** Task input follows **

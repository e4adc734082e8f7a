use std::path::Path;

use bloblite_store::{
    summary_lines, BlobMetadata, ContainerStatus, Severity, Storage, StorageConfig, UploadOutcome,
};
use colored::Colorize;
use serde_json::json;

use crate::cli::*;

pub fn run_command(cli: Cli) -> anyhow::Result<()> {
    let config = match cli.root {
        Some(root) => StorageConfig::with_root(root),
        None => StorageConfig::from_env(),
    };
    let storage = Storage::open(&config);
    let format = cli.format;

    let output = match cli.resource {
        Resource::Container(args) => match args.action {
            ContainerAction::Create { name } => cmd_container_create(&storage, &format, &name),
            ContainerAction::List => cmd_container_list(&storage, &format),
        },
        Resource::Blob(args) => match args.action {
            BlobAction::Upload(args) => cmd_blob_upload(&storage, &format, args),
            BlobAction::Download(args) => cmd_blob_download(&storage, &format, args),
            BlobAction::List(args) => cmd_blob_list(&storage, &format, args),
            BlobAction::ShowMetadata(args) => cmd_blob_show_metadata(&storage, &format, args),
        },
    }?;
    println!("{output}");
    Ok(())
}

fn marker(severity: Severity) -> colored::ColoredString {
    match severity {
        Severity::Ok => "✓".green().bold(),
        Severity::Info => "ℹ".blue().bold(),
        Severity::Warning => "!".yellow().bold(),
    }
}

fn to_json(value: &serde_json::Value) -> anyhow::Result<String> {
    Ok(serde_json::to_string_pretty(value)?)
}

fn cmd_container_create(storage: &Storage, format: &OutputFormat, name: &str) -> anyhow::Result<String> {
    let status = storage.create_container(name)?;
    render_container_status(format, &status)
}

fn render_container_status(format: &OutputFormat, status: &ContainerStatus) -> anyhow::Result<String> {
    match format {
        OutputFormat::Json => to_json(&json!({
            "container": status.name(),
            "created": status.is_created(),
        })),
        OutputFormat::Text => Ok(format!("{} {}", marker(status.severity()), status)),
    }
}

fn cmd_container_list(storage: &Storage, format: &OutputFormat) -> anyhow::Result<String> {
    let containers = storage.list_containers()?;
    render_names(format, "storage root", "container", &containers)
}

fn render_names(
    format: &OutputFormat,
    scope: &str,
    noun: &str,
    names: &[String],
) -> anyhow::Result<String> {
    match format {
        OutputFormat::Json => to_json(&json!(names)),
        OutputFormat::Text => Ok(summary_lines(scope, noun, names).join("\n")),
    }
}

fn cmd_blob_upload(storage: &Storage, format: &OutputFormat, args: UploadArgs) -> anyhow::Result<String> {
    let outcome = storage.upload_blob(&args.container, &args.file)?;
    render_upload(format, &outcome)
}

fn render_upload(format: &OutputFormat, outcome: &UploadOutcome) -> anyhow::Result<String> {
    match format {
        OutputFormat::Json => to_json(&json!({
            "container": outcome.container(),
            "blob": outcome.blob_name(),
            "stored": outcome.is_stored(),
            "metadata": outcome.metadata(),
        })),
        OutputFormat::Text => Ok(format!("{} {}", marker(outcome.severity()), outcome)),
    }
}

fn cmd_blob_download(storage: &Storage, format: &OutputFormat, args: DownloadArgs) -> anyhow::Result<String> {
    let written = storage.download_blob(&args.container, &args.name, &args.dest)?;
    render_download(format, &args.container, &args.name, &written)
}

fn render_download(
    format: &OutputFormat,
    container: &str,
    blob: &str,
    written: &Path,
) -> anyhow::Result<String> {
    match format {
        OutputFormat::Json => to_json(&json!({
            "container": container,
            "blob": blob,
            "path": written.display().to_string(),
        })),
        OutputFormat::Text => Ok(format!(
            "{} Downloaded '{}' to {}",
            marker(Severity::Ok),
            blob.yellow(),
            written.display().to_string().bold()
        )),
    }
}

fn cmd_blob_list(storage: &Storage, format: &OutputFormat, args: ListArgs) -> anyhow::Result<String> {
    let blobs = storage.list_blobs(&args.container, false)?;
    let scope = format!("container '{}'", args.container);
    render_names(format, &scope, "blob", &blobs)
}

fn cmd_blob_show_metadata(
    storage: &Storage,
    format: &OutputFormat,
    args: ShowMetadataArgs,
) -> anyhow::Result<String> {
    let metadata = storage.get_blob_metadata(&args.container, &args.name)?;
    render_metadata(format, &args.container, &args.name, metadata.as_ref())
}

fn render_metadata(
    format: &OutputFormat,
    container: &str,
    blob: &str,
    metadata: Option<&BlobMetadata>,
) -> anyhow::Result<String> {
    match (format, metadata) {
        (OutputFormat::Json, metadata) => to_json(&json!(metadata)),
        (OutputFormat::Text, Some(meta)) => Ok([
            format!("Blob {}", meta.name.yellow().bold()),
            format!("  Size: {} bytes", meta.size),
            format!("  Uploaded: {}", meta.uploaded_at.to_rfc3339().cyan()),
            format!("  Content type: {}", meta.content_type),
        ]
        .join("\n")),
        (OutputFormat::Text, None) => Ok(format!(
            "{} No metadata for blob '{}' in container '{}'",
            marker(Severity::Info),
            blob,
            container
        )),
    }
}

#[cfg(test)]
mod tests {
    use super::*;
    use clap::Parser;
    use std::fs;
    use std::path::PathBuf;

    const CSV: &[u8] = b"id,nombre\n1,Ana\n2,Luis\n";

    fn open(root: &Path) -> Storage {
        Storage::open(&StorageConfig::with_root(root))
    }

    fn run(root: &Path, args: &[&str]) -> anyhow::Result<()> {
        let root = root.to_str().unwrap();
        let mut argv = vec!["bloblite", "--root", root];
        argv.extend_from_slice(args);
        run_command(Cli::try_parse_from(argv).unwrap())
    }

    #[test]
    fn container_create_reports_created_then_existing() {
        let dir = tempfile::tempdir().unwrap();
        let storage = open(dir.path());

        let first = cmd_container_create(&storage, &OutputFormat::Text, "clients").unwrap();
        assert!(first.contains("container 'clients' created"), "{first}");
        let second = cmd_container_create(&storage, &OutputFormat::Text, "clients").unwrap();
        assert!(second.contains("already exists"), "{second}");

        let json: serde_json::Value =
            serde_json::from_str(&cmd_container_create(&storage, &OutputFormat::Json, "clients").unwrap())
                .unwrap();
        assert_eq!(json["container"], "clients");
        assert_eq!(json["created"], false);
    }

    #[test]
    fn container_list_renders_summary_and_json_array() {
        let dir = tempfile::tempdir().unwrap();
        let storage = open(dir.path());
        assert_eq!(
            cmd_container_list(&storage, &OutputFormat::Text).unwrap(),
            "storage root has no containers"
        );

        storage.create_container("b").unwrap();
        storage.create_container("a").unwrap();
        let text = cmd_container_list(&storage, &OutputFormat::Text).unwrap();
        assert_eq!(
            text.lines().collect::<Vec<_>>(),
            ["containers in storage root:", "  1. a", "  2. b", "total: 2 container(s)"]
        );

        let json: serde_json::Value =
            serde_json::from_str(&cmd_container_list(&storage, &OutputFormat::Json).unwrap()).unwrap();
        assert_eq!(json, json!(["a", "b"]));
    }

    #[test]
    fn blob_upload_download_and_metadata_output() {
        let dir = tempfile::tempdir().unwrap();
        let storage = open(&dir.path().join("root"));
        storage.create_container("clients").unwrap();
        let source = dir.path().join("data.csv");
        fs::write(&source, CSV).unwrap();

        let upload = UploadArgs { container: "clients".into(), file: source.clone() };
        let text = cmd_blob_upload(&storage, &OutputFormat::Text, upload).unwrap();
        assert!(text.contains("uploaded 'data.csv' to container 'clients'"), "{text}");

        let again = UploadArgs { container: "clients".into(), file: source.clone() };
        let json: serde_json::Value =
            serde_json::from_str(&cmd_blob_upload(&storage, &OutputFormat::Json, again).unwrap()).unwrap();
        assert_eq!(json["blob"], "data.csv");
        assert_eq!(json["stored"], false);
        assert!(json["metadata"].is_null());

        let list = ListArgs { container: "clients".into() };
        let json: serde_json::Value =
            serde_json::from_str(&cmd_blob_list(&storage, &OutputFormat::Json, list).unwrap()).unwrap();
        assert_eq!(json, json!(["data.csv"]));

        let show = ShowMetadataArgs { container: "clients".into(), name: "data.csv".into() };
        let json: serde_json::Value =
            serde_json::from_str(&cmd_blob_show_metadata(&storage, &OutputFormat::Json, show).unwrap())
                .unwrap();
        assert_eq!(json["name"], "data.csv");
        assert_eq!(json["size"], 23);

        let show = ShowMetadataArgs { container: "clients".into(), name: "data.csv".into() };
        let text = cmd_blob_show_metadata(&storage, &OutputFormat::Text, show).unwrap();
        assert!(text.contains("Size: 23 bytes"), "{text}");
        assert!(text.contains("Content type: application/octet-stream"), "{text}");

        let out_dir = dir.path().join("out");
        fs::create_dir(&out_dir).unwrap();
        let download = DownloadArgs {
            container: "clients".into(),
            name: "data.csv".into(),
            dest: out_dir.clone(),
        };
        let text = cmd_blob_download(&storage, &OutputFormat::Text, download).unwrap();
        assert!(text.contains("Downloaded"), "{text}");
        assert!(text.contains(&out_dir.join("data.csv").display().to_string()), "{text}");
        assert_eq!(fs::read(out_dir.join("data.csv")).unwrap(), CSV);
    }

    #[test]
    fn download_json_reports_written_path() {
        let written = PathBuf::from("/tmp/out/a.txt");
        let json: serde_json::Value = serde_json::from_str(
            &render_download(&OutputFormat::Json, "c", "a.txt", &written).unwrap(),
        )
        .unwrap();
        assert_eq!(json, json!({"container": "c", "blob": "a.txt", "path": "/tmp/out/a.txt"}));
    }

    #[test]
    fn missing_metadata_is_reported_not_failed() {
        let text = render_metadata(&OutputFormat::Text, "clients", "nope.txt", None).unwrap();
        assert!(text.contains("No metadata for blob 'nope.txt' in container 'clients'"), "{text}");
        assert_eq!(render_metadata(&OutputFormat::Json, "clients", "nope.txt", None).unwrap(), "null");
    }

    #[test]
    fn full_command_line_roundtrip() {
        let dir = tempfile::tempdir().unwrap();
        let root = dir.path().join("root");
        let source = dir.path().join("data.csv");
        fs::write(&source, CSV).unwrap();
        let source = source.to_str().unwrap();
        let dest = dir.path().to_str().unwrap();

        run(&root, &["container", "create", "clients"]).unwrap();
        run(&root, &["blob", "upload", "--container", "clients", "--file", source]).unwrap();

        fs::remove_file(dir.path().join("data.csv")).unwrap();
        run(&root, &["blob", "download", "--container", "clients", "--name", "data.csv", "--dest", dest])
            .unwrap();
        assert_eq!(fs::read(dir.path().join("data.csv")).unwrap(), CSV);
    }

    #[test]
    fn upload_into_missing_container_fails() {
        let dir = tempfile::tempdir().unwrap();
        let source = dir.path().join("a.txt");
        fs::write(&source, b"a").unwrap();

        let err = run(
            &dir.path().join("root"),
            &["blob", "upload", "--container", "ghost", "--file", source.to_str().unwrap()],
        )
        .unwrap_err();
        assert!(err.to_string().contains("does not exist"));
    }
}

** End of Task input **

Directions for this task: Give back the opening line of the records above and every line after it, up to and including the one with "use crate::cli::*;", unchanged.

Result:
repository e4adc734082e8f7a
use std::path::Path;

use bloblite_store::{
    summary_lines, BlobMetadata, ContainerStatus, Severity, Storage, StorageConfig, UploadOutcome,
};
use colored::Colorize;
use serde_json::json;

use crate::cli::*;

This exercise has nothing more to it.